| Your instructions |
Scan each line of the records for the word "when" and extract the ones that have it.

============

use std::sync::Arc;

use axum::extract::ws::{Message, WebSocket, WebSocketUpgrade};
use axum::extract::State;
use axum::response::IntoResponse;
use dashmap::DashSet;
use futures::SinkExt;
use futures::StreamExt;
use tokio::sync::broadcast;
use tokio::sync::broadcast::error::RecvError;
use tracing::{debug, info, warn};
use uuid::Uuid;

use crate::models::tracking::{LocationUpdate, TrackingCommand};
use crate::state::AppState;

pub async fn tracking_handler(
    ws: WebSocketUpgrade,
    State(state): State<Arc<AppState>>,
) -> impl IntoResponse {
    ws.on_upgrade(|socket| handle_socket(socket, state))
}

async fn handle_socket(socket: WebSocket, state: Arc<AppState>) {
    let (mut sender, mut receiver) = socket.split();
    let mut rx = state.tracking_tx.subscribe();
    let rooms: Arc<DashSet<Uuid>> = Arc::new(DashSet::new());

    info!("tracking client connected");

    let send_rooms = rooms.clone();
    let mut send_task = tokio::spawn(async move {
        loop {
            let update = match rx.recv().await {
                Ok(update) => update,
                Err(RecvError::Lagged(skipped)) => {
                    warn!(skipped, "tracking client lagging; updates dropped");
                    continue;
                }
                Err(RecvError::Closed) => break,
            };

            if !send_rooms.contains(&update.delivery_id) {
                continue;
            }

            let json = match serde_json::to_string(&update) {
                Ok(json) => json,
                Err(err) => {
                    warn!(error = %err, "failed to serialize location update");
                    continue;
                }
            };

            if sender.send(Message::Text(json.into())).await.is_err() {
                break;
            }
        }
    });

    let tx = state.tracking_tx.clone();
    let mut recv_task = tokio::spawn(async move {
        while let Some(Ok(message)) = receiver.next().await {
            match message {
                Message::Text(text) => apply_command(&text, &rooms, &tx),
                Message::Close(_) => break,
                _ => {}
            }
        }
    });

    tokio::select! {
        _ = &mut send_task => recv_task.abort(),
        _ = &mut recv_task => send_task.abort(),
    }

    info!("tracking client disconnected");
}

/// Applies one inbound frame. Malformed frames are ignored.
fn apply_command(text: &str, rooms: &DashSet<Uuid>, tx: &broadcast::Sender<LocationUpdate>) {
    let command = match serde_json::from_str::<TrackingCommand>(text) {
        Ok(command) => command,
        Err(err) => {
            debug!(error = %err, "ignoring malformed tracking frame");
            return;
        }
    };

    match command {
        TrackingCommand::Join { delivery_id } => {
            rooms.insert(delivery_id);
        }
        TrackingCommand::Leave { delivery_id } => {
            rooms.remove(&delivery_id);
        }
        TrackingCommand::Location {
            delivery_id,
            location,
        } => {
            // No subscribers is not an error.
            let _ = tx.send(LocationUpdate {
                delivery_id,
                location,
            });
        }
    }
}
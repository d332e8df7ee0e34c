use tracing::{info, warn};
use uuid::Uuid;

use crate::engine::gateway_failure;
use crate::error::AppError;
use crate::gateway::DeliveredNotice;
use crate::models::delivery::{Delivery, DeliveryStatus};
use crate::state::AppState;

/// Moves a delivery held by `courier_id` to PickedUp, Delivered or Cancelled.
///
/// PickedUp and Delivered need an accepted assignment. Terminal statuses
/// release the courier and Cancelled also drops the courier reference.
/// Delivered notifies the customer; notification problems are logged and
/// never fail the update.
pub async fn update_status(
    state: &AppState,
    delivery_id: Uuid,
    courier_id: Uuid,
    raw_status: &str,
) -> Result<Delivery, AppError> {
    let status = DeliveryStatus::parse_courier_update(raw_status)?;

    let delivery = state
        .deliveries
        .set_lifecycle_status(delivery_id, courier_id, status)?
        .ok_or_else(|| AppError::NotFound("Delivery not found".to_string()))?;

    state
        .metrics
        .status_updates_total
        .with_label_values(&[status.as_str()])
        .inc();
    info!(delivery_id = %delivery.id, status = status.as_str(), "delivery status updated");

    if status.is_terminal() {
        state.couriers.set_availability(courier_id, true);
    }

    if status == DeliveryStatus::Delivered {
        notify_delivered(state, &delivery).await;
    }

    Ok(delivery)
}

async fn notify_delivered(state: &AppState, delivery: &Delivery) {
    let notice = match delivered_notice(state, delivery).await {
        Ok(notice) => notice,
        Err(err) => {
            state
                .metrics
                .notifications_total
                .with_label_values(&["skipped"])
                .inc();
            warn!(
                delivery_id = %delivery.id,
                error = %err,
                "could not prepare delivered notification"
            );
            return;
        }
    };

    match state.gateways.notifier.notify_delivered(&notice).await {
        Ok(()) => {
            state
                .metrics
                .notifications_total
                .with_label_values(&["sent"])
                .inc();
        }
        Err(err) => {
            state
                .metrics
                .notifications_total
                .with_label_values(&["failed"])
                .inc();
            warn!(delivery_id = %delivery.id, error = %err, "delivered notification failed");
        }
    }
}

async fn delivered_notice(
    state: &AppState,
    delivery: &Delivery,
) -> Result<DeliveredNotice, AppError> {
    let order = state
        .gateways
        .orders
        .fetch_order(&delivery.order_id)
        .await
        .map_err(gateway_failure)?;

    let customer_id = order
        .user_id
        .clone()
        .unwrap_or_else(|| delivery.customer_id.clone());
    let customer = state
        .gateways
        .users
        .fetch_user(&customer_id)
        .await
        .map_err(gateway_failure)?;

    Ok(DeliveredNotice {
        order_id: delivery.order_id.clone(),
        customer_name: customer.name,
        email: customer.email,
        phone: customer.phone,
        address: order.delivery_address,
    })
}
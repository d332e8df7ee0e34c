/// Makes a caller-supplied value safe to put in a log line: runs of control
/// whitespace collapse to one space and anything outside printable ASCII is
/// dropped.
pub fn sanitize_for_log(value: &str) -> String {
    let mut out = String::with_capacity(value.len());
    let mut in_break = false;

    for ch in value.chars() {
        if matches!(ch, '\r' | '\n' | '\t') {
            if !in_break {
                out.push(' ');
                in_break = true;
            }
            continue;
        }
        in_break = false;

        if (' '..='~').contains(&ch) {
            out.push(ch);
        }
    }

    out
}
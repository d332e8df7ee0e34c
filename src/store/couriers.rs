use chrono::{DateTime, Utc};
use dashmap::mapref::entry::Entry;
use dashmap::DashMap;
use uuid::Uuid;

use crate::error::AppError;
use crate::models::courier::{Courier, CourierPatch, NewCourier};

/// Courier profiles keyed by id, with a unique account index.
///
/// Every courier record is its own lock unit: availability changes run under
/// the record's entry lock so a reservation is a conditional update rather
/// than a read followed by a write.
#[derive(Default)]
pub struct CourierRegistry {
    couriers: DashMap<Uuid, Courier>,
    by_account: DashMap<String, Uuid>,
}

impl CourierRegistry {
    pub fn new() -> Self {
        Self::default()
    }

    pub fn len(&self) -> usize {
        self.couriers.len()
    }

    pub fn is_empty(&self) -> bool {
        self.couriers.is_empty()
    }

    pub fn available_count(&self) -> usize {
        self.couriers
            .iter()
            .filter(|entry| entry.value().available)
            .count()
    }

    pub fn get(&self, id: Uuid) -> Option<Courier> {
        self.couriers.get(&id).map(|entry| entry.value().clone())
    }

    pub fn find_by_account(&self, account_id: &str) -> Option<Courier> {
        let id = self.by_account.get(account_id).map(|entry| *entry.value())?;
        self.get(id)
    }

    /// Creates an available courier for `account_id`. Callers are expected to
    /// check `find_by_account` first; a concurrent duplicate still loses here.
    pub fn register(&self, new: NewCourier) -> Result<Courier, AppError> {
        match self.by_account.entry(new.account_id.clone()) {
            Entry::Occupied(_) => Err(AppError::Conflict(
                "Driver already registered".to_string(),
            )),
            Entry::Vacant(slot) => {
                let now = Utc::now();
                let courier = Courier {
                    id: Uuid::new_v4(),
                    account_id: new.account_id,
                    pickup_location: new.pickup_location,
                    delivery_locations: new.delivery_locations,
                    vehicle_reg_number: new.vehicle_reg_number,
                    mobile_number: new.mobile_number,
                    profile_image: new.profile_image,
                    available: true,
                    created_at: now,
                    updated_at: now,
                };
                self.couriers.insert(courier.id, courier.clone());
                slot.insert(courier.id);
                Ok(courier)
            }
        }
    }

    pub fn update_profile(&self, account_id: &str, patch: CourierPatch) -> Option<Courier> {
        let id = self.by_account.get(account_id).map(|entry| *entry.value())?;
        let mut courier = self.couriers.get_mut(&id)?;
        patch.apply(&mut courier);
        courier.updated_at = Utc::now();
        Some(courier.clone())
    }

    /// First available courier serving the route, in registration order.
    pub fn find_available_match(&self, pickup: &str, dropoff: &str) -> Option<Courier> {
        self.candidates(pickup, dropoff, None)
            .into_iter()
            .find_map(|(_, id)| self.get(id).filter(|courier| courier.available))
    }

    /// Finds a matching courier and flips it to unavailable in one step.
    pub fn reserve_match(&self, pickup: &str, dropoff: &str) -> Option<Courier> {
        self.reserve_first(self.candidates(pickup, dropoff, None))
    }

    /// Like `reserve_match`, never handing the delivery back to `excluded`.
    pub fn reserve_match_excluding(
        &self,
        pickup: &str,
        dropoff: &str,
        excluded: Uuid,
    ) -> Option<Courier> {
        self.reserve_first(self.candidates(pickup, dropoff, Some(excluded)))
    }

    /// Sets availability from true to false. Returns the reserved courier, or
    /// `None` when it is unknown or already taken.
    pub fn try_reserve(&self, id: Uuid) -> Option<Courier> {
        let mut courier = self.couriers.get_mut(&id)?;
        if !courier.available {
            return None;
        }
        courier.available = false;
        courier.updated_at = Utc::now();
        Some(courier.clone())
    }

    /// Idempotent flag set. `None` only when the courier does not exist.
    pub fn set_availability(&self, id: Uuid, available: bool) -> Option<Courier> {
        let mut courier = self.couriers.get_mut(&id)?;
        if courier.available != available {
            courier.available = available;
            courier.updated_at = Utc::now();
        }
        Some(courier.clone())
    }

    fn reserve_first(&self, candidates: Vec<(DateTime<Utc>, Uuid)>) -> Option<Courier> {
        candidates
            .into_iter()
            .find_map(|(_, id)| self.try_reserve(id))
    }

    // Collected before any entry is locked for writing: holding an iterator
    // guard while calling get_mut on the same shard deadlocks.
    fn candidates(
        &self,
        pickup: &str,
        dropoff: &str,
        excluded: Option<Uuid>,
    ) -> Vec<(DateTime<Utc>, Uuid)> {
        let mut candidates: Vec<(DateTime<Utc>, Uuid)> = self
            .couriers
            .iter()
            .filter_map(|entry| {
                let courier = entry.value();
                let eligible = courier.available
                    && Some(courier.id) != excluded
                    && courier.serves(pickup, dropoff);

                if eligible {
                    Some((courier.created_at, courier.id))
                } else {
                    None
                }
            })
            .collect();

        candidates.sort();
        candidates
    }
}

============

| Solution below |
    /// `None` when it is unknown or already taken.
    /// Idempotent flag set. `None` only when the courier does not exist.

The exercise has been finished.